▶ [WHAT THE EXERCISE ASKS]
Please count the lines in the data below that mention the word "once", then give only the total.

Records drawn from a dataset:
*-*-*
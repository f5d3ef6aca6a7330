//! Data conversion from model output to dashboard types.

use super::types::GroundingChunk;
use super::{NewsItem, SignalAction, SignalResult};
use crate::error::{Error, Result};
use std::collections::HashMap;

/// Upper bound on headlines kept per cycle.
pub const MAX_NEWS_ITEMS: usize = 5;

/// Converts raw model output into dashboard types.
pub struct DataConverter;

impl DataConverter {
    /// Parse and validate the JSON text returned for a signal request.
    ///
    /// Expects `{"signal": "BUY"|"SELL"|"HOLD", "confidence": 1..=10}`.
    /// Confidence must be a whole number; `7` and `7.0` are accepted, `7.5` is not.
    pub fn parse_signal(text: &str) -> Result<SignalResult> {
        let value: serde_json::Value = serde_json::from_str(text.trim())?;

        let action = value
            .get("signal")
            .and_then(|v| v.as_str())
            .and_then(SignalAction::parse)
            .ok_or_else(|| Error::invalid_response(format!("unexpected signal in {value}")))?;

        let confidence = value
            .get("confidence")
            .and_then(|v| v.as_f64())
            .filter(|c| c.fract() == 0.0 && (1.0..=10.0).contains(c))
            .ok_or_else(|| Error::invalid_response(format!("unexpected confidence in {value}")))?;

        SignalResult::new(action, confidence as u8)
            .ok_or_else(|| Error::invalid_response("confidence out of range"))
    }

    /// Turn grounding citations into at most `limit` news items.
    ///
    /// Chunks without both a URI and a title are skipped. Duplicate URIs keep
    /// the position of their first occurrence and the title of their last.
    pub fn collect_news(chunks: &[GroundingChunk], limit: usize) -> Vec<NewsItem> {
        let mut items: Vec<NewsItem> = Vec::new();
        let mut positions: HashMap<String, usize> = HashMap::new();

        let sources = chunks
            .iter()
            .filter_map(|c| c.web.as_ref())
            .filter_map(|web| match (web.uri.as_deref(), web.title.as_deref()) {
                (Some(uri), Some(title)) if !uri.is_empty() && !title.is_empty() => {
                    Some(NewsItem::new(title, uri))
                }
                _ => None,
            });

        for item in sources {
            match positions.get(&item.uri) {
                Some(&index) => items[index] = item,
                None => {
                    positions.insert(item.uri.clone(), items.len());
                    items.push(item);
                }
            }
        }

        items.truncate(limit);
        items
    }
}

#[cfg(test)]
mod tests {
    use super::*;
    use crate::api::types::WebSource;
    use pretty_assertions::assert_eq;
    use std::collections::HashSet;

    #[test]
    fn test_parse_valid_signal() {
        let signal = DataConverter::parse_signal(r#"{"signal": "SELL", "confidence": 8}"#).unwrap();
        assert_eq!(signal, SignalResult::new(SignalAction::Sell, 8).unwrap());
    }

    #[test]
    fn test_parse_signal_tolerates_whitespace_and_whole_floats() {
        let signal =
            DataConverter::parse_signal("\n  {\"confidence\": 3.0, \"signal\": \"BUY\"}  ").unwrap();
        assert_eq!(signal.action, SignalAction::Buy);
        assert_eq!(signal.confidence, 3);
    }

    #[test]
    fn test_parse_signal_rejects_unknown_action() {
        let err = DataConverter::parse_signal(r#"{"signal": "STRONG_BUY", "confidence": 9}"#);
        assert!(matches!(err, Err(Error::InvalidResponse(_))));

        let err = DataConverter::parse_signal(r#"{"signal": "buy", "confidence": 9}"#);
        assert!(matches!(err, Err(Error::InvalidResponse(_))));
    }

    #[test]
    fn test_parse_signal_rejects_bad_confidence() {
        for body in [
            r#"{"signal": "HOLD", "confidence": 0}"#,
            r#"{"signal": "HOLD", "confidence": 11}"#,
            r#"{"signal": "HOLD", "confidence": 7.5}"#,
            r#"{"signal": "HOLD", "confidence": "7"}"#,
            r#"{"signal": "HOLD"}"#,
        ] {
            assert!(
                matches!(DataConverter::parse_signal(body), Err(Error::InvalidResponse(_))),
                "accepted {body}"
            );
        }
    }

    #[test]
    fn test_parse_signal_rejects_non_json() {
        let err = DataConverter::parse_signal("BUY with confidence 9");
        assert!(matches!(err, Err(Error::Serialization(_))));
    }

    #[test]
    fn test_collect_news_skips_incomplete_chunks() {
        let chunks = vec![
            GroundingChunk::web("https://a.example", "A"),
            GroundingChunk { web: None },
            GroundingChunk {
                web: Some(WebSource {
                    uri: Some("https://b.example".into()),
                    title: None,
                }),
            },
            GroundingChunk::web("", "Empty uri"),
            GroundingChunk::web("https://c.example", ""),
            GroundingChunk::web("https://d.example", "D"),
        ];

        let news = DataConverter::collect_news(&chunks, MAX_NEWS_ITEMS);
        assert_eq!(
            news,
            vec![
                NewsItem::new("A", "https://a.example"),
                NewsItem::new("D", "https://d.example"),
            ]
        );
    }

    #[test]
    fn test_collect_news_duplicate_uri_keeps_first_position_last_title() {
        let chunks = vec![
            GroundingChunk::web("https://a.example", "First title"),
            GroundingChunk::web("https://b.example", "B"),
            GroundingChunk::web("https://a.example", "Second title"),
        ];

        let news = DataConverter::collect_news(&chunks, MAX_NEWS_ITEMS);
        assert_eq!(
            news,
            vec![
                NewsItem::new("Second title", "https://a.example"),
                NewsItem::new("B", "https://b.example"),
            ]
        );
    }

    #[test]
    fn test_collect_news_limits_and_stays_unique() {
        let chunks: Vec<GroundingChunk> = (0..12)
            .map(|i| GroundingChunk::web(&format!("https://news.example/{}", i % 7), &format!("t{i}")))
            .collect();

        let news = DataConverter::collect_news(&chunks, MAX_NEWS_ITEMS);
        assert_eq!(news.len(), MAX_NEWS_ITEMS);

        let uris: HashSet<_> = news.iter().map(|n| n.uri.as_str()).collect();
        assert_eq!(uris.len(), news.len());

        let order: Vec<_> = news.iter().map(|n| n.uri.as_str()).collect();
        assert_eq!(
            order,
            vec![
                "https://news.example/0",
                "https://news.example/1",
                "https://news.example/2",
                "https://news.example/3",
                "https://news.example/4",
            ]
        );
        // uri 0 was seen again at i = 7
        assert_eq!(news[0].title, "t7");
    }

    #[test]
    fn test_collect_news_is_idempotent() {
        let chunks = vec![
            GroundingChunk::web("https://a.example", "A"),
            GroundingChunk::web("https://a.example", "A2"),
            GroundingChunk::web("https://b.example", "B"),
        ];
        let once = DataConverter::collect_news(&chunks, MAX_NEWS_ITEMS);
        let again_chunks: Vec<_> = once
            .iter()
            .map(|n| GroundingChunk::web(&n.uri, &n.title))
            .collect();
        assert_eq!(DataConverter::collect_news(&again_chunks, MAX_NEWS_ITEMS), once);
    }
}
*-*-*
▶ [EXERCISE RESULT]
3